Não bastassem os jesuítas, os inquisidores, os capitães do mato, os bandeirantes e a polícia republicana de um país que passou cinco séculos amedrontado e, simultaneamente, fascinado pelos feitiços, batuques e festas realizadas pelos negros nas proximidades das "casas grandes", temos agora uma nova leva de soldados de Cristo saindo do forno. Só que agora as cores se misturam. O fato que esse sectarismo cresça, talvez pela primeira vez, junto aos setores menos favorecidos da sociedade, especialmente afrodescendente, é um paradoxo tão grande e grotesco como só a pós modernidade global poderia oferecer. A nova perseguição das religiões de matriz africana - bem como de outras religiões, inclusive por analogia de qualquer coisa que não seja o cristianismo com “macumba” – está começando a chegar às páginas de jornal e assusta pela rapidez com que avança. O catolicismo também pregou seu discurso de intolerância com a religiosidade popular afro-brasileira, mas teve que conviver com ela e com ela se confundiu inúmeras vezes ao longo do tempo. O cristianismo protestante, ao contrário, especialmente o neopentecostal, pautado em um código moral muito mais austero, buscou a negação de todos os preceitos de uma religiosidade afro-brasileira, o que não significa que não se aproprie culturalmente de seus formatos (vide as sessões de “descarrego” na igreja mais próxima de sua casa). Movidos pela ignorância absoluta, pela ausência de sentido existenciale por uma leitura muito literal e rasa do livro mais vendido do mundo, centenas de pessoas estão se tornando cordeiros de líderes religiosos mal intencionados pensando que são os cordeiros de Deus.

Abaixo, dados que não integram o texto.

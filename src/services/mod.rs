//! Application services behind the MCP tools.
//!
//! Every service composes a [`ServiceCore`] holding storage, the LLM client
//! and configuration. LLM calls go through [`ServiceCore::call_llm`], which
//! applies the per-operation deadline, records the invocation and never lets
//! an upstream failure escape: callers receive an error they turn into
//! static fallback content.

mod assessment;
mod chat;
mod explanation;
mod holistic;
mod sanitize;

pub use assessment::{AssessmentService, SessionSaveParams, SubmitParams, SubmitResult};
pub use chat::{ChatParams, ChatReply, ChatService, CHAT_HISTORY_TURNS};
pub use explanation::{AssessmentExplanation, ExplainParams, ExplanationService};
pub use holistic::{fingerprint, HolisticAnalysis, HolisticParams, HolisticService};
pub use sanitize::{MAX_LIST_ITEMS, MAX_TEXT_CHARS};

use std::future::Future;
use std::sync::Arc;
use std::time::{Duration, Instant};

use serde::{Deserialize, Serialize};
use tracing::{debug, warn};

use crate::config::Config;
use crate::error::{AssessmentError, LlmError, LlmResult};
use crate::llm::{CompletionOptions, LlmClient, Message};
use crate::storage::{with_retry, LlmInvocation, RetryPolicy, SqliteStorage, Storage};

/// Shown whenever a user may be at risk.
pub const CRISIS_RESOURCES: &str = "If you are thinking about harming yourself or feel unsafe, \
please reach out now: call or text 988 (Suicide & Crisis Lifeline, US), contact your local \
emergency number, or go to the nearest emergency department.";

/// Where generated content came from.
#[derive(Debug, Clone, Copy, PartialEq, Eq, Serialize, Deserialize)]
#[serde(rename_all = "snake_case")]
pub enum ContentSource {
    /// Produced by the model and validated.
    Ai,
    /// Static template used because the model failed, timed out or returned unusable output.
    Fallback,
}

pub(crate) fn require_non_empty(field: &str, value: &str) -> Result<(), AssessmentError> {
    if value.trim().is_empty() {
        return Err(AssessmentError::Validation {
            field: field.to_string(),
            reason: "must not be empty".to_string(),
        });
    }
    Ok(())
}

/// Await `fut` for at most `limit`.
///
/// The future is dropped on expiry, so nothing it would have written lands
/// afterwards.
pub async fn with_timeout<T, F>(operation: &str, limit: Duration, fut: F) -> LlmResult<T>
where
    F: Future<Output = LlmResult<T>>,
{
    match tokio::time::timeout(limit, fut).await {
        Ok(result) => result,
        Err(_) => {
            warn!(operation, timeout_ms = limit.as_millis() as u64, "Operation timed out");
            Err(LlmError::Timeout {
                timeout_ms: limit.as_millis() as u64,
            })
        }
    }
}

/// Shared dependencies for all services.
#[derive(Clone)]
pub struct ServiceCore {
    storage: SqliteStorage,
    llm: Arc<dyn LlmClient>,
    config: Config,
}

impl ServiceCore {
    /// Create a new service core.
    pub fn new(storage: SqliteStorage, llm: Arc<dyn LlmClient>, config: Config) -> Self {
        Self {
            storage,
            llm,
            config,
        }
    }

    /// Get a reference to the storage backend.
    #[inline]
    pub fn storage(&self) -> &SqliteStorage {
        &self.storage
    }

    /// Get a reference to the LLM client.
    #[inline]
    pub fn llm(&self) -> &dyn LlmClient {
        self.llm.as_ref()
    }

    /// Get a reference to the configuration.
    #[inline]
    pub fn config(&self) -> &Config {
        &self.config
    }

    /// Retry policy for persistence writes.
    pub fn retry_policy(&self) -> RetryPolicy {
        RetryPolicy::from(&self.config.persistence)
    }

    /// Run one LLM completion under a deadline and record it.
    pub async fn call_llm(
        &self,
        operation: &str,
        user_id: &str,
        messages: Vec<Message>,
        options: CompletionOptions,
        limit: Duration,
    ) -> LlmResult<String> {
        let start = Instant::now();
        let model = self.llm.model();
        debug!(operation, user_id, %model, messages = messages.len(), "Calling LLM");

        let result = with_timeout(operation, limit, self.llm.complete(messages, options)).await;
        let latency = start.elapsed().as_millis() as i64;

        let invocation = LlmInvocation::new(operation)
            .with_user(user_id)
            .with_model(model);
        let invocation = match &result {
            Ok(_) => invocation.success(latency),
            Err(e) => invocation.fallback(e.to_string(), latency),
        };
        self.record_invocation(&invocation).await;

        result
    }

    /// Record an invocation that was served from fallback without a usable completion.
    pub async fn record_unusable(&self, operation: &str, user_id: &str, latency_ms: i64) {
        let invocation = LlmInvocation::new(operation)
            .with_user(user_id)
            .with_model(self.llm.model())
            .fallback("Completion was not usable JSON", latency_ms);
        self.record_invocation(&invocation).await;
    }

    async fn record_invocation(&self, invocation: &LlmInvocation) {
        let policy = self.retry_policy();
        if let Err(e) = with_retry(&policy, "log_invocation", || {
            self.storage.log_invocation(invocation)
        })
        .await
        {
            warn!(operation = %invocation.operation, error = %e, "Failed to record LLM invocation");
        }
    }
}
use chrono::{DateTime, Utc};
use serde::{Deserialize, Serialize};

use super::{LatestResults, RiskThresholds, Signals, TraumaLoad};
use crate::instruments::AssessmentKind;
use crate::scoring::Severity;
use crate::storage::AssessmentResult;

/// Summary of one instrument's latest result.
#[derive(Debug, Clone, PartialEq, Serialize, Deserialize)]
pub struct SymptomSummary {
    pub assessment_id: AssessmentKind,
    pub score: f64,
    pub level: String,
    pub severity: Severity,
    pub assessed_at: DateTime<Utc>,
}

impl From<&AssessmentResult> for SymptomSummary {
    fn from(result: &AssessmentResult) -> Self {
        Self {
            assessment_id: result.assessment_id,
            score: result.score,
            level: result.level.clone(),
            severity: result.severity,
            assessed_at: result.taken_at,
        }
    }
}

/// Trauma is measured by two instruments; the worse one sets the severity.
#[derive(Debug, Clone, PartialEq, Serialize, Deserialize)]
pub struct TraumaSummary {
    pub ace: Option<SymptomSummary>,
    pub pcl5: Option<SymptomSummary>,
    pub severity: Severity,
}

/// Derived snapshot of a user's latest results.
///
/// Recomputed from scratch whenever results change; it is a cache of
/// [`UserAssessmentProfile::from_results`], never edited in place.
#[derive(Debug, Clone, PartialEq, Serialize, Deserialize)]
pub struct UserAssessmentProfile {
    pub user_id: String,
    pub depression: Option<SymptomSummary>,
    pub anxiety: Option<SymptomSummary>,
    pub trauma: Option<TraumaSummary>,
    pub resilience: Option<SymptomSummary>,
    pub stress: Option<SymptomSummary>,
    pub wellbeing: Option<SymptomSummary>,
    pub risk_factors: Vec<String>,
    pub completed_assessments: Vec<AssessmentKind>,
    /// Timestamp of the newest contributing result.
    pub updated_at: Option<DateTime<Utc>>,
}

impl UserAssessmentProfile {
    /// Build the profile for `user_id` from their latest results.
    pub fn from_results(user_id: &str, results: &LatestResults, t: &RiskThresholds) -> Self {
        let summary = |kind: AssessmentKind| results.get(&kind).map(SymptomSummary::from);

        let ace = summary(AssessmentKind::Ace);
        let pcl5 = summary(AssessmentKind::Pcl5);
        let trauma = match (&ace, &pcl5) {
            (None, None) => None,
            _ => {
                let severity = ace
                    .iter()
                    .chain(pcl5.iter())
                    .map(|s| s.severity)
                    .max()
                    .unwrap_or(Severity::Normal);
                Some(TraumaSummary {
                    ace,
                    pcl5,
                    severity,
                })
            }
        };

        Self {
            user_id: user_id.to_string(),
            depression: summary(AssessmentKind::Phq9),
            anxiety: summary(AssessmentKind::Gad7),
            trauma,
            resilience: summary(AssessmentKind::CdRisc),
            stress: summary(AssessmentKind::Pss10),
            wellbeing: summary(AssessmentKind::Who5),
            risk_factors: risk_factors(results, t),
            completed_assessments: results.keys().copied().collect(),
            updated_at: results.values().map(|r| r.taken_at).max(),
        }
    }

    /// Profile for a user with no results yet.
    pub fn empty(user_id: &str) -> Self {
        Self::from_results(user_id, &LatestResults::new(), &RiskThresholds::default())
    }

    pub fn has_assessments(&self) -> bool {
        !self.completed_assessments.is_empty()
    }
}

fn risk_factors(results: &LatestResults, t: &RiskThresholds) -> Vec<String> {
    let signals = Signals::from_results(results);
    let mut factors = Vec::new();

    if signals.self_harm_endorsed {
        factors.push("self_harm_thoughts");
    }
    if signals.depression_at(t.crisis_depression) {
        factors.push("severe_depression");
    }
    if signals.anxiety_at(t.crisis_anxiety) {
        factors.push("severe_anxiety");
    }
    if signals.ace.is_some_and(|s| s >= t.trauma_ace_high) {
        factors.push("high_childhood_adversity");
    }
    if signals.pcl5.is_some_and(|s| s >= t.trauma_pcl5_high) {
        factors.push("probable_ptsd");
    }
    if signals.trauma(t) == TraumaLoad::Severe {
        factors.push("severe_trauma_load");
    }
    if signals.low_resilience(t) {
        factors.push("low_resilience");
    }
    if signals.stress_at(t.moderate_stress) {
        factors.push("high_stress");
    }
    if signals.low_wellbeing(t) {
        factors.push("low_wellbeing");
    }

    factors.into_iter().map(String::from).collect()
}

A palavra sagrado adquire, nesse contexto, seu caráter etimológico mais negativo, isto é, aquilo que é colocado em separado, como separados estamos nos tornando uns dos outros. Veiculando um discurso de ódio e de desumanização, pastores de diversas igrejas estão se tornando verdadeiros fascistas dedicados a mobilizar as massas e penetrar a burocracia do Estado na surdina. Aliás, nem tanto na surdina já que a estética cafona desses cultos é a gritaria generalizada que já conduziu à popularização da frase “Deus não é surdo”. Não obstante Deus não seja surdo, boa parte dos evangélicos parece que está. Isso é nítido na forma como se posicionam no jogo das interações sociais e na forma como se recusam a ouvir as vozes que se levantam para dizer que, definitivamente, a religiosidade afro não é do Diabo. Até porque o diabo é uma invenção cristã, lembram? Mas é como diria a música de Roberto Carlos, “a covardia é surda e só ouve o que convém”. Claro que essa não é a conduta de todos os evangélicos, porém, os não fundamentalistas têm se omitido demais no debate público - talvez porque temam uma acusação interna de apologia aos ímpios. Desse modo, a forma como boa parte da comunidade evangélica brasileira constroe seus discursos, como se guetifica, como se porta como eleita de Deus, são posturas sociais que, a longo prazo, não podem conduzir à coexistência, apenas ao embate e à perseguição. Sim, corremos o risco de uma Jihad à brasileira. Parafraseando Caetano, o Irã é aqui/ O Irã não é aqui.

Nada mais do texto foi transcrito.